**EXCERPTED DATA**
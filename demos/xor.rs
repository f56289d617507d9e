//! Learns XOR with one hidden layer by back-propagation.

use std::{error::Error, path::PathBuf};

use clap::Parser;
use neural_nets::{
    Gym, Network, NetworkConfig, Sample, TrainingOptions, activation_functions::Identity,
    activation_functions::Sigmoid, schedule::Constant,
};

#[derive(Parser, Debug)]
#[command(about = "Train a small network on XOR")]
struct Args {
    #[arg(long, default_value_t = 5000)]
    epochs: usize,

    #[arg(long, default_value_t = 0.5)]
    rate: f64,

    #[arg(long, default_value_t = 4)]
    hidden: usize,

    /// Squared error at or below which a sample is not trained on
    #[arg(long, default_value_t = 0.0)]
    error_threshold: f64,

    /// Dump the trained weights to this file
    #[arg(long)]
    save: Option<PathBuf>,
}

fn main() -> Result<(), Box<dyn Error>> {
    env_logger::init();
    let args = Args::parse();

    let config = NetworkConfig::default()
        .with_activations(Identity, Sigmoid, Sigmoid)
        .with_bias(true);
    let mut network = Network::fully_connected(2, &[args.hidden], 2, &config)?;
    network.randomize_weights(-1.0..1.0);

    let samples = [
        Sample::new(vec![0.0, 0.0], "0"),
        Sample::new(vec![0.0, 1.0], "1"),
        Sample::new(vec![1.0, 0.0], "1"),
        Sample::new(vec![1.0, 1.0], "0"),
    ];
    let options = TrainingOptions {
        error_threshold: args.error_threshold,
    };
    let schedule = Constant(args.rate);
    let mut gym = Gym::with_options(&mut network, options);
    let n_logs = 10;
    for epoch in 0..args.epochs {
        let summary = gym.train(&samples, &schedule)?;
        if epoch % (args.epochs / n_logs).max(1) == 0 || epoch + 1 == args.epochs {
            println!("epoch {epoch}: loss {:.6}, {} updates", summary.loss, summary.updates);
        }
    }
    println!("{}", gym.validate(&samples)?);

    for sample in &samples {
        let label = network.run(&sample.features)?;
        println!("{:?} -> {label}", sample.features);
    }
    println!("{network}");
    println!("{}", network.node_details());
    if let Some(path) = &args.save {
        network.save_weights(path)?;
        println!("weights saved to {}", path.display());
    }
    Ok(())
}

**TASK OBJECTIVE**
Write the records out once more. Each line must match.

**WRITTEN SOLUTION**
filename demos/xor.rs
repository f56289d617507d9e
//! Learns XOR with one hidden layer by back-propagation.

use std::{error::Error, path::PathBuf};

use clap::Parser;
use neural_nets::{
    Gym, Network, NetworkConfig, Sample, TrainingOptions, activation_functions::Identity,
    activation_functions::Sigmoid, schedule::Constant,
};

#[derive(Parser, Debug)]
#[command(about = "Train a small network on XOR")]
struct Args {
    #[arg(long, default_value_t = 5000)]
    epochs: usize,

    #[arg(long, default_value_t = 0.5)]
    rate: f64,

    #[arg(long, default_value_t = 4)]
    hidden: usize,

    /// Squared error at or below which a sample is not trained on
    #[arg(long, default_value_t = 0.0)]
    error_threshold: f64,

    /// Dump the trained weights to this file
    #[arg(long)]
    save: Option<PathBuf>,
}

fn main() -> Result<(), Box<dyn Error>> {
    env_logger::init();
    let args = Args::parse();

    let config = NetworkConfig::default()
        .with_activations(Identity, Sigmoid, Sigmoid)
        .with_bias(true);
    let mut network = Network::fully_connected(2, &[args.hidden], 2, &config)?;
    network.randomize_weights(-1.0..1.0);

    let samples = [
        Sample::new(vec![0.0, 0.0], "0"),
        Sample::new(vec![0.0, 1.0], "1"),
        Sample::new(vec![1.0, 0.0], "1"),
        Sample::new(vec![1.0, 1.0], "0"),
    ];
    let options = TrainingOptions {
        error_threshold: args.error_threshold,
    };
    let schedule = Constant(args.rate);
    let mut gym = Gym::with_options(&mut network, options);
    let n_logs = 10;
    for epoch in 0..args.epochs {
        let summary = gym.train(&samples, &schedule)?;
        if epoch % (args.epochs / n_logs).max(1) == 0 || epoch + 1 == args.epochs {
            println!("epoch {epoch}: loss {:.6}, {} updates", summary.loss, summary.updates);
        }
    }
    println!("{}", gym.validate(&samples)?);

    for sample in &samples {
        let label = network.run(&sample.features)?;
        println!("{:?} -> {label}", sample.features);
    }
    println!("{network}");
    println!("{}", network.node_details());
    if let Some(path) = &args.save {
        network.save_weights(path)?;
        println!("weights saved to {}", path.display());
    }
    Ok(())
}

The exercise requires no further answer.